Mardi et mercredi a eu lieu à Watford, dans la banlieue londonienne, un sommet réunissant les dirigeants des pays membres de l’OTAN et ce, dans le cadre des célébrations du 70e anniversaire de l’alliance atlantique. Particularité de cette rencontre, l’ambiance n’était très festive au vu des multiples différends opposant les dirigeants des pays membres.
En tête de liste, figure le conflit opposant le président français Emmanuel Macron à son homologue turc, Recep Tayyip Erdogan, au sujet de l’intervention lancée par Ankara dans le nord-est de la Syrie sans même que les autres membres de l’alliance atlantique n’en soient informés. Ce litige ayant abouti à un échange d’invectives entre les deux hommes, leurs partenaires ne pouvaient qu’espérer que ces derniers aillent aplanir ce différend lors de la réunion de Londres sur la Syrie qui, la veille, avait précédé le sommet de l’OTAN et à laquelle, outre Erdogan et Macron, participaient Boris Johnson et Angela Merkel, mais il n’en fut rien, chacun est resté ferme sur ses positions.
Mais, il n’y a pas que l’opposition Macron-Erdogan.
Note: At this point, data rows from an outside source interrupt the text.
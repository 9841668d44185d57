use std::time::Duration;

use async_trait::async_trait;
use reqwest::{Client, StatusCode, Url};
use tracing::debug;

use crate::context::{CallContext, CallOutcome};
use crate::error::{AppError, AppResult, HttpSetupError};

use super::ApiClient;

pub const SESSION_ID_HEADER: &str = "X-Session-Id";
pub const CORRELATION_ID_HEADER: &str = "X-Correlation-Id";
/// Asks the target to fail the request with a 500.
pub const CAUSE_500_HEADER: &str = "X-Cause-500";
/// Placeholder substituted in the transactions path.
pub const COMPANY_ID_PLACEHOLDER: &str = "{company_id}";

pub const DEFAULT_USER_INFO_PATH: &str = "/connect/userinfo";
pub const DEFAULT_COMPANIES_PATH: &str = "/companies";
pub const DEFAULT_TRANSACTIONS_PATH: &str = "/companies/{company_id}/transactions";

const USER_AGENT: &str = concat!("apiload/", env!("CARGO_PKG_VERSION"));
/// Longest response body excerpt kept on an error outcome.
const BODY_EXCERPT_CHARS: usize = 200;

#[derive(Debug, Clone, PartialEq, Eq)]
pub struct ApiEndpoints {
    pub base_url: Url,
    pub user_info_path: String,
    pub companies_path: String,
    /// Must contain `{company_id}`.
    pub transactions_path: String,
}

impl ApiEndpoints {
    #[must_use]
    pub fn with_defaults(base_url: Url) -> Self {
        Self {
            base_url,
            user_info_path: DEFAULT_USER_INFO_PATH.to_owned(),
            companies_path: DEFAULT_COMPANIES_PATH.to_owned(),
            transactions_path: DEFAULT_TRANSACTIONS_PATH.to_owned(),
        }
    }

    /// Appends `path` to the base URL, keeping any prefix the API is
    /// mounted under.
    #[must_use]
    pub fn url_for(&self, path: &str) -> Url {
        let mut url = self.base_url.clone();
        let joined = format!(
            "{}/{}",
            url.path().trim_end_matches('/'),
            path.trim_start_matches('/')
        );
        url.set_path(&joined);
        url
    }

    fn transactions(&self, company_id: &str) -> String {
        self.transactions_path
            .replace(COMPANY_ID_PLACEHOLDER, company_id)
    }
}

/// [`ApiClient`] over a shared reqwest connection pool.
#[derive(Debug, Clone)]
pub struct ReqwestApiClient {
    client: Client,
    endpoints: ApiEndpoints,
}

impl ReqwestApiClient {
    /// Builds the client with a per-request `timeout`.
    ///
    /// # Errors
    ///
    /// Returns an error when the underlying HTTP client cannot be built.
    pub fn new(endpoints: ApiEndpoints, timeout: Duration) -> AppResult<Self> {
        let client = Client::builder()
            .timeout(timeout)
            .user_agent(USER_AGENT)
            .build()
            .map_err(|err| AppError::http(HttpSetupError::BuildClientFailed { source: err }))?;
        Ok(Self { client, endpoints })
    }

    async fn get(&self, path: &str, token: &str, context: &CallContext) -> CallOutcome {
        let url = self.endpoints.url_for(path);

        let mut request = self
            .client
            .get(url)
            .bearer_auth(token)
            .header(SESSION_ID_HEADER, context.session_id())
            .header(CORRELATION_ID_HEADER, context.correlation_id());
        if context.cause_500() {
            request = request.header(CAUSE_500_HEADER, "true");
        }

        debug!(
            operation = context.operation().name(),
            correlation_id = context.correlation_id(),
            path,
            "Dispatching request"
        );

        match request.send().await {
            Ok(response) => {
                let status = response.status();
                let body = response.text().await;
                outcome_from_response(status, body)
            }
            Err(err) => CallOutcome::transport(describe_transport_error(&err)),
        }
    }
}

#[async_trait]
impl ApiClient for ReqwestApiClient {
    async fn user_info(&self, token: &str, context: &CallContext) -> CallOutcome {
        self.get(&self.endpoints.user_info_path, token, context)
            .await
    }

    async fn companies(&self, token: &str, context: &CallContext) -> CallOutcome {
        self.get(&self.endpoints.companies_path, token, context)
            .await
    }

    async fn company_transactions(
        &self,
        token: &str,
        context: &CallContext,
        company_id: &str,
    ) -> CallOutcome {
        let path = self.endpoints.transactions(company_id);
        self.get(&path, token, context).await
    }
}

fn outcome_from_response(
    status: StatusCode,
    body: Result<String, reqwest::Error>,
) -> CallOutcome {
    let code = status.as_u16();
    match body {
        Ok(_) if status.is_success() => CallOutcome::success(code),
        Ok(text) => CallOutcome::rejected(code, rejection_detail(status, &text)),
        Err(err) => CallOutcome::rejected(code, format!("failed to read body: {}", err)),
    }
}

fn rejection_detail(status: StatusCode, body: &str) -> String {
    let reason = status.canonical_reason().unwrap_or("Unexpected status");
    let excerpt: String = body.trim().chars().take(BODY_EXCERPT_CHARS).collect();
    if excerpt.is_empty() {
        reason.to_owned()
    } else {
        format!("{}: {}", reason, excerpt)
    }
}

fn describe_transport_error(err: &reqwest::Error) -> String {
    if err.is_timeout() {
        format!("timed out: {}", err)
    } else if err.is_connect() {
        format!("connection failed: {}", err)
    } else {
        format!("request failed: {}", err)
    }
}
Au-delà de la Turquie, les propos du président français sont loin de faire l’unanimité si bien que le Premier ministre néerlandais Mark Rutte bien qu’étant d’accord avec Macron lorsqu’il a déclaré que « l’Europe devait renforcer son système de défense » a estimé que le président français est, tout de même, «allé trop loin».
Ainsi, parmi les divergences qui figuraient au menu du sommet de l’OTAN, il y avait aussi les rapports entre le président américain et son homologue français qui ne sont pas non plus au « beau fixe » et même loin de là ; le premier reprochant au second ses propos « très insultant » à l’égard de l’OTAN lorsqu’il avait déclaré que l’alliance atlantique était en état de « mort cérébrale ». Les intéressés ne se sont, d’ailleurs, pas privés d’étaler leurs désaccords lors de la conférence de presse de mardi devenue, par la force des choses, une véritable passe d’arme entre les deux chefs d’Etat lorsque Donald Trump a jugé comme étant «très méchante à l’adresse des 28 pays membres de l’alliance» la déclaration d’Emmanuel Macron sur l’OTAN. Le président américain ajoutera même que «personne n’a besoin de l’OTAN plus que la France».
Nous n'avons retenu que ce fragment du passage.